Out of 94 ICD-group patients, 57 patients underwent primary prevention ICD implantation (primary prev. ICD-group), whereas 37 patients underwent secondary prevention ICD implantation (secondary prev. ICD-group) prior to LVAD implantation. Apart from a lower median age within the primary prev. ICD-group, there were no significant differences regarding patient demographics or outcome relevant comorbidities [Supplementary Table S1]. Furthermore, the extend of biventricular dysfunction, HF symptoms, and signs of secondary end-organ failure were similar in both subgroups [Supplementary Table S1]. Of note, approximately one third of patients within both subgroups were categorized as INTERMACS class ≤2, whereas the rate of concomitant tRVAD implantation was comparably favorable within both groups (p = 0.87). Median time to LVAD implantation after ICD implantation was similar in both subgroups (18 (8–44) months in the primary prev. ICD group vs. 18 (6–34) months in the secondary prev. ICD group; p = 0.2) (Table 3).

TABLE 3

Table 3. Subgroup analysis—ICD related characteristics and adverse events during FU.

During the first 2 years after LVAD implantation 53 ICD-related AEs occurred in 40 ICD-group patients (42.5%). Median time to ICD-related AE was similar in both subgroups (4 (1–15) months in the primary prev. ICD group vs. 4.5 (1–12) months in the secondary prev. ICD group; p = 0.6). Lead-dysfunction occurred in 19 patients (10 (17.5%) patients in primary prev. ICD group vs. 9 (24.3%) patients in the secondary prev. ICD group; p = 0.42) and unplanned ICD-reintervention in 11 patients. Thereof, 6 patients required RV-lead revision due to immediate postoperative RV-lead dysfunction after LVAD-implantation. 2 patients underwent RV-lead revision due to lead dysfunction 20 and 21 months after LVAD-implantation. In addition, 2 patients had to undergo unplanned reoperation due to pocket hematoma after elective generator replacement due to battery depletion, whereas 1 patient underwent ICD-explantation due to pocket infection one month after elective generator replacement. Of note, within the first two years after LVAD-implantation additional 6 patients underwent elective generator exchange without complications.

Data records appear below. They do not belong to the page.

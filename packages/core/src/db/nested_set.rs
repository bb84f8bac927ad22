//! Nested-Set Mutations
//!
//! Re-numbering of `position_left` / `position_right` / `position_depth` for
//! inserts and subtree moves. Every function here runs on a connection that
//! already holds an open transaction; the caller commits or rolls back, so a
//! failed move never leaves a half-updated range behind.
//!
//! A move works in five steps:
//!
//! 1. negate the coordinates of the moved subtree to take it out of the tree
//! 2. close the gap it left behind
//! 3. shift the destination by the subtree width if it lay after the gap
//! 4. open a gap of the same width at the destination
//! 5. flip the subtree back into the gap, adjusting its depth

use crate::db::database::query_scalar_on;
use crate::db::error::DatabaseError;
use libsql::{Connection, Value};
use thiserror::Error;

/// Nested-set coordinates of one page
#[derive(Debug, Clone, Copy, PartialEq, Eq)]
pub struct TreePosition {
    pub id: i64,
    pub left: i64,
    pub right: i64,
    pub depth: i64,
}

impl TreePosition {
    /// Number of coordinates the subtree rooted here occupies
    pub fn width(&self) -> i64 {
        self.right - self.left + 1
    }

    /// True when `other` is this node or one of its descendants
    pub fn contains(&self, other: &TreePosition) -> bool {
        self.left <= other.left && other.right <= self.right
    }
}

/// Where a subtree should end up
#[derive(Debug, Clone, Copy, PartialEq, Eq)]
pub enum MoveTarget {
    /// Last child of the given page
    LastChildOf(i64),
    /// Immediately before the given page, as its sibling
    Before(i64),
    /// Immediately after the given page, as its sibling
    After(i64),
    /// Last top-level page
    TopLevel,
}

#[derive(Error, Debug)]
pub enum NestedSetError {
    #[error("Page {0} does not exist")]
    PageNotFound(i64),

    #[error("Cannot move page {page} relative to page {target} inside its own subtree")]
    IntoOwnSubtree { page: i64, target: i64 },

    #[error(transparent)]
    Database(#[from] DatabaseError),
}

/// Nested-set arithmetic on the `page` table
pub struct NestedSetHelper;

impl NestedSetHelper {
    /// Coordinates of page `id`, if it exists
    pub async fn position(conn: &Connection, id: i64) -> Result<Option<TreePosition>, DatabaseError> {
        let mut rows = conn
            .query(
                "SELECT position_left, position_right, position_depth FROM page WHERE page_id = ?",
                vec![Value::Integer(id)],
            )
            .await
            .map_err(|e| DatabaseError::query_failed(format!("Failed to read position: {}", e)))?;

        match rows
            .next()
            .await
            .map_err(|e| DatabaseError::query_failed(format!("Failed to fetch row: {}", e)))?
        {
            Some(row) => Ok(Some(TreePosition {
                id,
                left: row.get::<i64>(0)?,
                right: row.get::<i64>(1)?,
                depth: row.get::<i64>(2)?,
            })),
            None => Ok(None),
        }
    }

    async fn require(conn: &Connection, id: i64) -> Result<TreePosition, NestedSetError> {
        Self::position(conn, id)
            .await?
            .ok_or(NestedSetError::PageNotFound(id))
    }

    /// Highest `position_right` in the tree, 0 for an empty tree
    async fn max_right(conn: &Connection) -> Result<i64, DatabaseError> {
        Ok(query_scalar_on(conn, "SELECT MAX(position_right) FROM page", vec![])
            .await?
            .unwrap_or(0))
    }

    /// Reserve coordinates for a new leaf page
    ///
    /// With a parent, a two-wide gap is opened at the parent's right edge so
    /// the new page becomes its last child; without one the page is appended
    /// after the last top-level page. The returned position has `id` 0: the
    /// row does not exist yet.
    pub async fn insert_position(
        conn: &Connection,
        parent_id: Option<i64>,
    ) -> Result<TreePosition, NestedSetError> {
        let Some(parent_id) = parent_id else {
            let left = Self::max_right(conn).await? + 1;
            return Ok(TreePosition {
                id: 0,
                left,
                right: left + 1,
                depth: 0,
            });
        };

        let parent = Self::require(conn, parent_id).await?;

        execute(
            conn,
            "UPDATE page SET position_right = position_right + 2 WHERE position_right >= ?",
            vec![Value::Integer(parent.right)],
        )
        .await?;
        execute(
            conn,
            "UPDATE page SET position_left = position_left + 2 WHERE position_left > ?",
            vec![Value::Integer(parent.right)],
        )
        .await?;

        Ok(TreePosition {
            id: 0,
            left: parent.right,
            right: parent.right + 1,
            depth: parent.depth + 1,
        })
    }

    /// Move page `id` and its subtree to `target`
    pub async fn move_subtree(
        conn: &Connection,
        id: i64,
        target: MoveTarget,
    ) -> Result<(), NestedSetError> {
        let node = Self::require(conn, id).await?;

        let (mut dest, new_depth) = match target {
            MoveTarget::LastChildOf(parent_id) => {
                let parent = Self::require(conn, parent_id).await?;
                if node.contains(&parent) {
                    return Err(NestedSetError::IntoOwnSubtree {
                        page: id,
                        target: parent_id,
                    });
                }
                (parent.right, parent.depth + 1)
            }
            MoveTarget::Before(sibling_id) | MoveTarget::After(sibling_id) => {
                let sibling = Self::require(conn, sibling_id).await?;
                if node.contains(&sibling) {
                    return Err(NestedSetError::IntoOwnSubtree {
                        page: id,
                        target: sibling_id,
                    });
                }
                let dest = if matches!(target, MoveTarget::Before(_)) {
                    sibling.left
                } else {
                    sibling.right + 1
                };
                (dest, sibling.depth)
            }
            MoveTarget::TopLevel => (Self::max_right(conn).await? + 1, 0),
        };

        let width = node.width();

        execute(
            conn,
            "UPDATE page SET position_left = -position_left, position_right = -position_right
             WHERE position_left >= ? AND position_right <= ?",
            vec![Value::Integer(node.left), Value::Integer(node.right)],
        )
        .await?;

        execute(
            conn,
            "UPDATE page SET position_left = position_left - ? WHERE position_left > ?",
            vec![Value::Integer(width), Value::Integer(node.right)],
        )
        .await?;
        execute(
            conn,
            "UPDATE page SET position_right = position_right - ? WHERE position_right > ?",
            vec![Value::Integer(width), Value::Integer(node.right)],
        )
        .await?;

        if dest > node.right {
            dest -= width;
        }

        execute(
            conn,
            "UPDATE page SET position_left = position_left + ? WHERE position_left >= ?",
            vec![Value::Integer(width), Value::Integer(dest)],
        )
        .await?;
        execute(
            conn,
            "UPDATE page SET position_right = position_right + ? WHERE position_right >= ?",
            vec![Value::Integer(width), Value::Integer(dest)],
        )
        .await?;

        execute(
            conn,
            "UPDATE page SET
                position_left = -position_left + ?,
                position_right = -position_right + ?,
                position_depth = position_depth + ?
             WHERE position_left < 0",
            vec![
                Value::Integer(dest - node.left),
                Value::Integer(dest - node.left),
                Value::Integer(new_depth - node.depth),
            ],
        )
        .await?;

        tracing::debug!(page_id = id, ?target, dest, "moved subtree");

        Ok(())
    }
}

async fn execute(conn: &Connection, sql: &str, params: Vec<Value>) -> Result<u64, DatabaseError> {
    conn.execute(sql, params)
        .await
        .map_err(|e| DatabaseError::query_failed(format!("Failed to renumber tree: {}", e)))
}

#[cfg(test)]
mod tests {
    use super::*;
    use crate::db::database::{commit, rollback, DatabaseService};
    use tempfile::TempDir;

    /// Insert a page row at the given coordinates
    async fn insert(conn: &Connection, id: i64, left: i64, right: i64, depth: i64) {
        conn.execute(
            "INSERT INTO page (page_id, type, slug, position_left, position_right, position_depth, created_at)
             VALUES (?, 'basic', ?, ?, ?, ?, 0)",
            vec![
                Value::Integer(id),
                Value::Text(format!("p{}", id)),
                Value::Integer(left),
                Value::Integer(right),
                Value::Integer(depth),
            ],
        )
        .await
        .unwrap();
    }

    /// root(1) -> [a(2) -> [a1(3)], b(4)], other(5)
    async fn create_tree() -> (DatabaseService, TempDir) {
        let temp_dir = TempDir::new().unwrap();
        let db = DatabaseService::new(temp_dir.path().join("tree.db"))
            .await
            .unwrap();
        let conn = db.connect_with_timeout().await.unwrap();
        insert(&conn, 1, 1, 8, 0).await;
        insert(&conn, 2, 2, 5, 1).await;
        insert(&conn, 3, 3, 4, 2).await;
        insert(&conn, 4, 6, 7, 1).await;
        insert(&conn, 5, 9, 10, 0).await;
        (db, temp_dir)
    }

    async fn positions(db: &DatabaseService) -> Vec<(i64, i64, i64, i64)> {
        let conn = db.connect_with_timeout().await.unwrap();
        let mut rows = conn
            .query(
                "SELECT page_id, position_left, position_right, position_depth FROM page ORDER BY page_id",
                (),
            )
            .await
            .unwrap();
        let mut out = Vec::new();
        while let Some(row) = rows.next().await.unwrap() {
            out.push((
                row.get::<i64>(0).unwrap(),
                row.get::<i64>(1).unwrap(),
                row.get::<i64>(2).unwrap(),
                row.get::<i64>(3).unwrap(),
            ));
        }
        out
    }

    async fn apply(db: &DatabaseService, id: i64, target: MoveTarget) -> Result<(), NestedSetError> {
        let conn = db.begin_transaction().await.unwrap();
        match NestedSetHelper::move_subtree(&conn, id, target).await {
            Ok(()) => {
                commit(&conn).await.unwrap();
                Ok(())
            }
            Err(e) => {
                rollback(&conn).await;
                Err(e)
            }
        }
    }

    #[tokio::test]
    async fn test_insert_position_under_parent() {
        let (db, _temp) = create_tree().await;
        let conn = db.begin_transaction().await.unwrap();

        let pos = NestedSetHelper::insert_position(&conn, Some(2)).await.unwrap();
        assert_eq!((pos.left, pos.right, pos.depth), (5, 6, 2));
        insert(&conn, 6, pos.left, pos.right, pos.depth).await;
        commit(&conn).await.unwrap();

        assert_eq!(
            positions(&db).await,
            vec![
                (1, 1, 10, 0),
                (2, 2, 7, 1),
                (3, 3, 4, 2),
                (4, 8, 9, 1),
                (5, 11, 12, 0),
                (6, 5, 6, 2),
            ]
        );
    }

    #[tokio::test]
    async fn test_insert_position_top_level() {
        let (db, _temp) = create_tree().await;
        let conn = db.begin_transaction().await.unwrap();

        let pos = NestedSetHelper::insert_position(&conn, None).await.unwrap();
        assert_eq!((pos.left, pos.right, pos.depth), (11, 12, 0));
        rollback(&conn).await;
    }

    #[tokio::test]
    async fn test_move_under_new_parent() {
        let (db, _temp) = create_tree().await;

        // a (with its child) becomes the last child of other
        apply(&db, 2, MoveTarget::LastChildOf(5)).await.unwrap();

        assert_eq!(
            positions(&db).await,
            vec![
                (1, 1, 4, 0),
                (2, 6, 9, 1),
                (3, 7, 8, 2),
                (4, 2, 3, 1),
                (5, 5, 10, 0),
            ]
        );
    }

    #[tokio::test]
    async fn test_move_after_sibling() {
        let (db, _temp) = create_tree().await;

        apply(&db, 2, MoveTarget::After(4)).await.unwrap();

        assert_eq!(
            positions(&db).await,
            vec![
                (1, 1, 8, 0),
                (2, 4, 7, 1),
                (3, 5, 6, 2),
                (4, 2, 3, 1),
                (5, 9, 10, 0),
            ]
        );
    }

    #[tokio::test]
    async fn test_move_before_sibling_and_to_top_level() {
        let (db, _temp) = create_tree().await;

        apply(&db, 5, MoveTarget::Before(1)).await.unwrap();
        assert_eq!(
            positions(&db).await,
            vec![
                (1, 3, 10, 0),
                (2, 4, 7, 1),
                (3, 5, 6, 2),
                (4, 8, 9, 1),
                (5, 1, 2, 0),
            ]
        );

        apply(&db, 3, MoveTarget::TopLevel).await.unwrap();
        assert_eq!(
            positions(&db).await,
            vec![
                (1, 3, 8, 0),
                (2, 4, 5, 1),
                (3, 9, 10, 0),
                (4, 6, 7, 1),
                (5, 1, 2, 0),
            ]
        );
    }

    #[tokio::test]
    async fn test_move_into_own_subtree_is_rejected() {
        let (db, _temp) = create_tree().await;
        let before = positions(&db).await;

        assert!(matches!(
            apply(&db, 1, MoveTarget::LastChildOf(3)).await,
            Err(NestedSetError::IntoOwnSubtree { page: 1, target: 3 })
        ));
        assert!(matches!(
            apply(&db, 2, MoveTarget::After(2)).await,
            Err(NestedSetError::IntoOwnSubtree { .. })
        ));
        assert!(matches!(
            apply(&db, 2, MoveTarget::LastChildOf(99)).await,
            Err(NestedSetError::PageNotFound(99))
        ));

        assert_eq!(positions(&db).await, before);
    }
}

In 18 patients, appropriate shocks without the loss of consciousness occurred, whereas inappropriate shocks occurred in 5 patients. Of note, deactivation of ICD-therapies (e.g., shock therapy) was performed in 9 patients according to patients' requests after experiencing several ICD shocks without the loss of consciousness. In one patient, ICD therapy was deactivated due to battery depletion. According to the decision of our multidisciplinary heart failure team, elective generator exchange was declined in this individual case to avoid the risk of potential bleeding complications and infection. At a median time of 9 (4–16) months after LVAD implantation relevant ventricular arrythmias (VAs) occurred in 26 (27.7%) patients (18 (31.6%) patients in primary prev. ICD group vs. 8 (21.6) patients in the secondary prev. ICD group; p = 0.38), whereof in 8 patients (30,8%) late VAs were ATP amendable. Overall survival during a median follow-up of 17 (5.0–41.0) months was similar in both subgroups (p = 0.19) (Figure 2B).

Discussion

In contrast to the evident benefit of ICD implantation in symptomatic HF patients with severe LV dysfunction by preventing SCD, the prognostic effect of ICD therapy in LVAD recipients remains controversial (12). Therefore, we retrospectively analyzed 162 consecutive end-stage HF patients receiving LVAD implantation at our institution, who were categorized according to the presence or absence of ICDs prior to LVAD implantation (Figure 1). During a median FU of 14 (3.0-36.5) months ICD therapy was not associated with a survival benefit or reduced morbidity after LVAD implantation (Figure 2). In contrast, 53 ICD-related AEs occurred during FU, including 19 patients with lead-dysfunction and 11 patients who had to undergo unplanned ICD-reintervention after LVAD implantation. Furthermore, in 18 patients appropriate “awake shocks” occurred, whereas inappropriate shocks occurred in 5 patients (Figure 3).

FIGURE 3

Figure 3. ICD-related adverse events during FU. 53 ICD-related AEs occurred during follow-up. Lead-dysfunction occurred in 19 patients and unplanned ICD-reintervention in 11 patients. Furthermore, in 18 patients, appropriate shocks without the loss of consciousness occurred, whereas inappropriate shocks occurred in 5 patients.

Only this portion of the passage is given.